Vehemency
Passages from the Dark Side presents three demo level atmospheric / depressive black metal bands hailing from Turkey. I’m always open for new discoveries within black metal and Turkish such is quite an obscure area for me, but according to this split, I’m not really convinced.
Ezayah opens the album with a grandiose intro and ”In the Woods” which is the most traditional black metal song on the whole disc with its high-pitched screams, tremolo riffage and (programmed) blast beats. There’s a slight sense of Xasthur’s eeriness in the music as well as Lucifugum’s evilness, but not quite on the same level of quality. The song leaves me a little unimpressed, just passing by as a song that sounds unfinished, mostly due to the cheap drum sound.

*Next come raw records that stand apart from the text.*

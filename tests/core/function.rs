//! Callable construction, invocation and identity

use super::{MockVm, ScriptBody, setup};
use anyscript::{
    Any, CallKind, Environment, Error, FunctionTemplate, NativeEngine, NativeStatus, ObjectRef,
};
use std::rc::Rc;

fn sum_params(scope: &Environment, _this: &Any) -> Any {
    scope.get("a").unwrap_or_default() + scope.get("b").unwrap_or_default()
}

fn read_this(_scope: &Environment, this: &Any) -> Any {
    this.clone()
}

#[test]
fn test_copy_compiled_closures_are_equal_but_independent() {
    setup();
    let template = ObjectRef::new_compiled_function("next", Vec::<&str>::new(), b"count".to_vec());

    let env_a = Environment::new();
    env_a.define("count", Any::from(0), true);
    let env_b = Environment::new();
    env_b.define("count", Any::from(100), true);

    let (Ok(a), Ok(b)) = (template.copy_compiled(&env_a), template.copy_compiled(&env_b)) else {
        panic!("copy_compiled failed on a compiled template");
    };
    assert!(Any::Object(a.clone()) == Any::Object(b.clone()));
    assert!(!Any::Object(a.clone()).strict_equals(&Any::Object(b.clone())));

    let mut vm = MockVm::default();
    let this = Any::Undefined;
    assert!(matches!(a.call(&mut vm, &this, &[]), Ok(Any::Integer(1))));
    assert!(matches!(a.call(&mut vm, &this, &[]), Ok(Any::Integer(2))));
    assert!(matches!(b.call(&mut vm, &this, &[]), Ok(Any::Integer(101))));
    assert!(matches!(env_a.get("count"), Some(Any::Integer(2))));
    assert_eq!(vm.calls, 3);

    // Copies share the template's bytecode
    assert!(a.bytecode().zip(template.bytecode()).is_some_and(|(x, y)| Rc::ptr_eq(&x, &y)));

    // Each copy has its own prototype object
    let (pa, pb) = (a.lookup_field("prototype"), b.lookup_field("prototype"));
    assert!(!pa.strict_equals(&pb));
}

#[test]
fn test_template_must_be_bound_before_call() {
    setup();
    let template = ObjectRef::new_compiled_function("next", ["x"], b"count".to_vec());
    let mut vm = MockVm::default();
    assert!(matches!(
        template.call(&mut vm, &Any::Undefined, &[]),
        Err(Error::UnboundTemplate { function }) if function == "next"
    ));
    assert_eq!(vm.calls, 0);
}

#[test]
fn test_interpreted_function_hands_off_to_engine() {
    setup();
    let closure = Environment::new();
    let f = ObjectRef::new_interpreted_function(
        "sum",
        ["a", "b"],
        Rc::new(ScriptBody(sum_params)),
        closure,
    );
    assert_eq!(f.call_kind(), Some(CallKind::InterpretedScript));

    let mut vm = MockVm::default();
    let result = f.call(&mut vm, &Any::Undefined, &[Any::from(2), Any::from(3)]);
    assert!(matches!(result, Ok(Any::Integer(5))));

    // Without an evaluator the call is refused, not silently dropped
    let mut native_only = NativeEngine;
    assert!(matches!(
        f.call(&mut native_only, &Any::Undefined, &[]),
        Err(Error::Unsupported { kind: "interpreted", .. })
    ));
}

#[test]
fn test_bound_this_wins_over_caller_this() {
    setup();
    let f = ObjectRef::new_interpreted_function(
        "me",
        Vec::<&str>::new(),
        Rc::new(ScriptBody(read_this)),
        Environment::new(),
    );
    let target = Any::Object(ObjectRef::new_object());
    assert!(f.bind(target.clone()).is_ok());

    let mut vm = MockVm::default();
    let result = f.call(&mut vm, &Any::from("caller"), &[]);
    assert!(matches!(result, Ok(v) if v.strict_equals(&target)));

    // A second bind does not move `this`
    assert!(f.bind(Any::from("other")).is_ok());
    let result = f.call(&mut vm, &Any::Undefined, &[]);
    assert!(matches!(result, Ok(v) if v.strict_equals(&target)));
}

#[test]
fn test_is_instance_of_follows_prototype_reassignment() {
    setup();
    let c = ObjectRef::new_native_function("C", |_, _, _, _| Any::Undefined);
    let unrelated = ObjectRef::new_native_function("U", |_, _, _, _| Any::Undefined);
    let obj = Any::Object(ObjectRef::new_object());

    obj.assign_field("__proto__", c.lookup_field("prototype"));
    assert!(obj.is_instance_of(&Any::Object(c.clone())));

    obj.assign_field("__proto__", unrelated.lookup_field("prototype"));
    assert!(!obj.is_instance_of(&Any::Object(c.clone())));
    assert!(obj.is_instance_of(&Any::Object(unrelated)));

    // Inherited through a longer chain
    let derived_proto = ObjectRef::new_object();
    derived_proto.assign_field("__proto__", c.lookup_field("prototype"));
    let child = ObjectRef::with_prototype("Object", Some(derived_proto));
    assert!(child.is_instance_of(&c));

    assert!(!Any::from(1).is_instance_of(&Any::Object(c)));
}

#[test]
fn test_native_status_mapping() {
    setup();
    let mut engine = NativeEngine;
    let cases = [
        (NativeStatus::WrongArgCount, "count"),
        (NativeStatus::WrongArgType, "type"),
        (NativeStatus::ReturnIsException, "thrown"),
    ];
    for (status, label) in cases {
        let f = ObjectRef::new_native_closure(label, move |_, _, _, out| {
            *out = status;
            Any::from("message")
        });
        let result = f.call(&mut engine, &Any::Undefined, &[]);
        match (status, result) {
            (NativeStatus::WrongArgCount, Err(Error::WrongArgCount { function })) => {
                assert_eq!(function, label)
            }
            (NativeStatus::WrongArgType, Err(Error::WrongArgType { function })) => {
                assert_eq!(function, label)
            }
            (NativeStatus::ReturnIsException, Err(Error::Thrown(value))) => {
                assert_eq!(value.to_string(), "message")
            }
            (status, other) => panic!("{status:?} produced {other:?}"),
        }
    }
}

#[test]
fn test_functions_compare_by_kind_then_name() {
    setup();
    let native = Any::Object(ObjectRef::new_native_function("b", |_, _, _, _| Any::Undefined));
    let compiled = Any::Object(ObjectRef::new_compiled_function("a", ["x"], vec![1u8]));
    assert!(native < compiled);

    let x = Any::Object(ObjectRef::new_compiled_function("a", ["x"], vec![1u8]));
    let y = Any::Object(ObjectRef::new_compiled_function("b", ["x"], vec![1u8]));
    assert!(x < y);
    assert!(x == compiled);
}

#[test]
fn test_template_serde_round_trip() {
    setup();
    let template = FunctionTemplate {
        name: "Shape".into(),
        parameter_names: vec!["w".into()],
        bytecode: vec![1, 2, 3],
        is_constructor: true,
    };
    let f = ObjectRef::from_template(&template);
    assert_eq!(Any::Object(f.clone()).to_string(), "class Shape { ... }");
    assert_eq!(f.to_template(), Some(template.clone()));

    let json = serde_json::to_value(&template).ok();
    let back: Option<FunctionTemplate> = json.and_then(|j| serde_json::from_value(j).ok());
    assert_eq!(back, Some(template));

    let native = ObjectRef::new_native_function("n", |_, _, _, _| Any::Undefined);
    assert!(native.to_template().is_none());
}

Valefor presents depressive black metal to the bone, programmed drums pulsate nicely and a lot more fittingly than on the fast tempos of Ezayah. Vocals are high-range wailings à la Mortualia’s debut and Heartless from China, which might turn off some of the listeners. I, however, think they’re a nice feature despite the somewhat comical style. Compositionally, the two long songs bring nothing out of the ordinary for a depressive / suicidal black metal listener, so you are not losing much if you don’t hear these simple songs where distorted guitar melodies are picked at slow pace with some lead melodies on top.
The best of the three bands is saved to the end when Zenith Maudlin kicks in with the cavernous funeral doom atmosphere on ”Murdered Within Nothingness”. I’m getting minor vibes of Elysian Blaze but this is something more chaotic, but definitely well done. On top of the murderous low-tuned guitars and murky percussion screeches some violent noises, until an ambient section takes hold for a while. ”After Poisoned Seven Minutes” leans, unfortunately, toward a more general depressive black metal sound, but is nonetheless above the other two bands on the split.
I can’t say I would recommend Passages from the Dark Side to many unless you’re a hardcore explorer of Turkish black metal. Ezayah’s and Valefor’s appearance here leaves me cold, but Zenith Maudlin on the other hand impresses. Still, as I have to give an overall star rating for the split, the score remains low.